> **DIRECTIONS FOR THIS TASK**
Return each line of the listing in which the word "cursor" appears.

> **RECORDS FOR THE EXERCISE**
■ ■ ■ ■ ■
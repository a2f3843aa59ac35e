//! VMD (Vocaloid Motion Data) loader.
//!
//! The loader is IO-free: it operates on an in-memory byte slice. Records are
//! little-endian; bone and morph names are fixed-width Shift-JIS fields.
//!
//! Sections after the bone frames are optional on the wire — files written by
//! older tools simply stop early — so a missing trailing section yields
//! whatever was decoded up to that point. Truncation inside a record is a
//! parse error.

use crate::{BoneKeyframe, CameraKeyframe, EasingCurve, Error, IkSwitchEntry, IkSwitchFrame,
            MorphKeyframe, MotionData};
use byteorder::{ByteOrder, LittleEndian};
use glam::{Quat, Vec2, Vec3};

const SIGNATURE_V2: &str = "Vocaloid Motion Data 0002";
const SIGNATURE_V1: &str = "Vocaloid Motion Data";

const LIGHT_FRAME_SIZE: usize = 28;
const SHADOW_FRAME_SIZE: usize = 9;

#[derive(Clone, Debug)]
struct BinaryInput<'a> {
    bytes: &'a [u8],
    cursor: usize,
}

impl<'a> BinaryInput<'a> {
    fn new(bytes: &'a [u8]) -> Self {
        Self { bytes, cursor: 0 }
    }

    fn remaining(&self) -> usize {
        self.bytes.len().saturating_sub(self.cursor)
    }

    fn read_bytes(&mut self, count: usize) -> Result<&'a [u8], Error> {
        if self.remaining() < count {
            return Err(Error::VmdParse {
                message: "unexpected EOF".to_string(),
            });
        }
        let slice = &self.bytes[self.cursor..self.cursor + count];
        self.cursor += count;
        Ok(slice)
    }

    fn skip(&mut self, count: usize) -> Result<(), Error> {
        self.read_bytes(count).map(|_| ())
    }

    fn read_u8(&mut self) -> Result<u8, Error> {
        Ok(self.read_bytes(1)?[0])
    }

    fn read_u32(&mut self) -> Result<u32, Error> {
        Ok(LittleEndian::read_u32(self.read_bytes(4)?))
    }

    fn read_f32(&mut self) -> Result<f32, Error> {
        Ok(LittleEndian::read_f32(self.read_bytes(4)?))
    }

    fn read_vec3(&mut self) -> Result<Vec3, Error> {
        Ok(Vec3::new(
            self.read_f32()?,
            self.read_f32()?,
            self.read_f32()?,
        ))
    }

    fn read_quat(&mut self) -> Result<Quat, Error> {
        let x = self.read_f32()?;
        let y = self.read_f32()?;
        let z = self.read_f32()?;
        let w = self.read_f32()?;
        Ok(Quat::from_xyzw(x, y, z, w))
    }

    fn read_string_fixed(&mut self, length: usize) -> Result<String, Error> {
        let bytes = self.read_bytes(length)?;
        let end = bytes.iter().position(|&b| b == 0).unwrap_or(bytes.len());
        Ok(decode_shift_jis(&bytes[..end]))
    }
}

impl MotionData {
    /// Decodes a VMD file from memory. Bone, morph, camera and IK-switch
    /// sections are read; light and shadow sections are skipped.
    pub fn from_vmd_bytes(bytes: &[u8]) -> Result<Self, Error> {
        let mut input = BinaryInput::new(bytes);
        let mut data = MotionData::new();

        let signature = input.read_string_fixed(30)?;
        let name_len = if signature.starts_with(SIGNATURE_V2) {
            20
        } else if signature.starts_with(SIGNATURE_V1) {
            10
        } else {
            return Err(Error::VmdSignature { value: signature });
        };
        data.model_name = input.read_string_fixed(name_len)?;

        let bone_count = input.read_u32()?;
        for _ in 0..bone_count {
            let name = input.read_string_fixed(15)?;
            let frame = input.read_u32()?;
            let translation = input.read_vec3()?;
            let rotation = input.read_quat()?;
            let curve_block = input.read_bytes(64)?;
            data.push_bone_keyframe(
                &name,
                BoneKeyframe {
                    frame,
                    translation,
                    rotation,
                    curves: parse_curve_block(curve_block),
                },
            );
        }

        'trailing: {
            if input.remaining() == 0 {
                break 'trailing;
            }
            let morph_count = input.read_u32()?;
            for _ in 0..morph_count {
                let name = input.read_string_fixed(15)?;
                let frame = input.read_u32()?;
                let weight = input.read_f32()?;
                data.push_morph_keyframe(&name, MorphKeyframe { frame, weight });
            }

            if input.remaining() == 0 {
                break 'trailing;
            }
            let camera_count = input.read_u32()?;
            for _ in 0..camera_count {
                let frame = input.read_u32()?;
                let distance = input.read_f32()?;
                let look_at = input.read_vec3()?;
                let euler = input.read_vec3()?;
            let rotation = Vec3::new(
                euler.x.to_degrees(),
                euler.y.to_degrees(),
                euler.z.to_degrees(),
            );
                let mut curve = [0u8; 24];
                curve.copy_from_slice(input.read_bytes(24)?);
                let fov = input.read_u32()? as f32;
                let orthographic = input.read_u8()? != 0;
                data.camera_frames.push(CameraKeyframe {
                    frame,
                    distance,
                    look_at,
                    rotation,
                    curve,
                    fov,
                    orthographic,
                });
            }

            if input.remaining() == 0 {
                break 'trailing;
            }
            let light_count = input.read_u32()? as usize;
            input.skip(light_count * LIGHT_FRAME_SIZE)?;

            if input.remaining() == 0 {
                break 'trailing;
            }
            let shadow_count = input.read_u32()? as usize;
            input.skip(shadow_count * SHADOW_FRAME_SIZE)?;

            if input.remaining() == 0 {
                break 'trailing;
            }
            let ik_count = input.read_u32()?;
            for _ in 0..ik_count {
                let frame = input.read_u32()?;
                let visible = input.read_u8()? != 0;
                let entry_count = input.read_u32()?;
                let mut entries = Vec::with_capacity(entry_count as usize);
                for _ in 0..entry_count {
                    let name = input.read_string_fixed(20)?;
                    let enabled = input.read_u8()? != 0;
                    entries.push(IkSwitchEntry { name, enabled });
                }
                data.ik_switch_frames.push(IkSwitchFrame {
                    frame,
                    visible,
                    entries,
                });
            }
        }

        data.sort_keyframes();
        Ok(data)
    }
}

/// Splits a 64-byte interpolation block into the four per-channel curves.
/// Channel layout: X at 0, Y at 16, Z at 32, rotation at 48; control-point
/// coordinates are stored as bytes over 127.
fn parse_curve_block(block: &[u8]) -> [EasingCurve; 4] {
    let mut curves = [EasingCurve::LINEAR; 4];
    for (channel, curve) in curves.iter_mut().enumerate() {
        let offset = channel * 16;
        *curve = EasingCurve {
            p1: Vec2::new(
                block[offset] as f32 / 127.0,
                block[offset + 4] as f32 / 127.0,
            ),
            p2: Vec2::new(
                block[offset + 8] as f32 / 127.0,
                block[offset + 12] as f32 / 127.0,
            ),
        };
    }
    curves
}

/// Decodes a Shift-JIS byte string covering ASCII plus the standard MMD
/// motion vocabulary (bone and morph names). Unmapped multi-byte pairs decode
/// to U+FFFD so an exotic name degrades by itself instead of failing the
/// whole file.
fn decode_shift_jis(bytes: &[u8]) -> String {
    let mut out = String::with_capacity(bytes.len());
    let mut i = 0;
    while i < bytes.len() {
        let b = bytes[i];
        if b < 0x80 {
            out.push(b as char);
            i += 1;
        } else if (0x81..=0x9F).contains(&b) || (0xE0..=0xFC).contains(&b) {
            if i + 1 < bytes.len() {
                out.push(jis_pair(b, bytes[i + 1]).unwrap_or('\u{FFFD}'));
                i += 2;
            } else {
                out.push('\u{FFFD}');
                i += 1;
            }
        } else {
            // Half-width katakana and stray lead bytes.
            out.push('\u{FFFD}');
            i += 1;
        }
    }
    out
}

fn jis_pair(hi: u8, lo: u8) -> Option<char> {
    let c = match (hi, lo) {
        (0x81, 0x5B) => 'ー',
        (0x82, 0x4F) => '０',
        (0x82, 0x50) => '１',
        (0x82, 0x51) => '２',
        (0x82, 0x52) => '３',
        (0x82, 0x68) => 'Ｉ',
        (0x82, 0x6A) => 'Ｋ',
        (0x82, 0xA0) => 'あ',
        (0x82, 0xA2) => 'い',
        (0x82, 0xA4) => 'う',
        (0x82, 0xA6) => 'え',
        (0x82, 0xA8) => 'お',
        (0x82, 0xAB) => 'き',
        (0x82, 0xB4) => 'ざ',
        (0x82, 0xB6) => 'じ',
        (0x82, 0xBD) => 'た',
        (0x82, 0xC2) => 'つ',
        (0x82, 0xC4) => 'て',
        (0x82, 0xCC) => 'の',
        (0x82, 0xCE) => 'ば',
        (0x82, 0xD0) => 'ひ',
        (0x82, 0xDC) => 'ま',
        (0x82, 0xE8) => 'り',
        (0x82, 0xE9) => 'る',
        (0x83, 0x4F) => 'グ',
        (0x83, 0x5A) => 'セ',
        (0x83, 0x5E) => 'タ',
        (0x83, 0x75) => 'ブ',
        (0x83, 0x8B) => 'ル',
        (0x83, 0x93) => 'ン',
        (0x83, 0x94) => 'ヴ',
        (0x89, 0x45) => '右',
        (0x89, 0xBA) => '下',
        (0x8C, 0x95) => '剣',
        (0x8C, 0xA8) => '肩',
        (0x8D, 0x98) => '腰',
        (0x8D, 0xA2) => '困',
        (0x8D, 0xB6) => '左',
        (0x8E, 0x77) => '指',
        (0x8E, 0xE8) => '手',
        (0x8E, 0xF1) => '首',
        (0x8F, 0x64) => '重',
        (0x8F, 0xAC) => '小',
        (0x8F, 0xCE) => '笑',
        (0x8F, 0xE3) => '上',
        (0x90, 0x53) => '心',
        (0x90, 0x5E) => '真',
        (0x90, 0x65) => '親',
        (0x90, 0x67) => '身',
        (0x90, 0x6C) => '人',
        (0x90, 0xE6) => '先',
        (0x91, 0x53) => '全',
        (0x91, 0xAB) => '足',
        (0x91, 0xCC) => '体',
        (0x92, 0x86) => '中',
        (0x93, 0x7B) => '怒',
        (0x93, 0xAA) => '頭',
        (0x94, 0x50) => '捻',
        (0x94, 0xBC) => '半',
        (0x96, 0xDA) => '目',
        (0x96, 0xF2) => '薬',
        (0x97, 0xBC) => '両',
        (0x98, 0x72) => '腕',
        (0x9D, 0x80) => '捩',
        _ => return None,
    };
    Some(c)
}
■ ■ ■ ■ ■
> **ANSWER BELOW**
    cursor: usize,
        Self { bytes, cursor: 0 }
        self.bytes.len().saturating_sub(self.cursor)
        let slice = &self.bytes[self.cursor..self.cursor + count];
        self.cursor += count;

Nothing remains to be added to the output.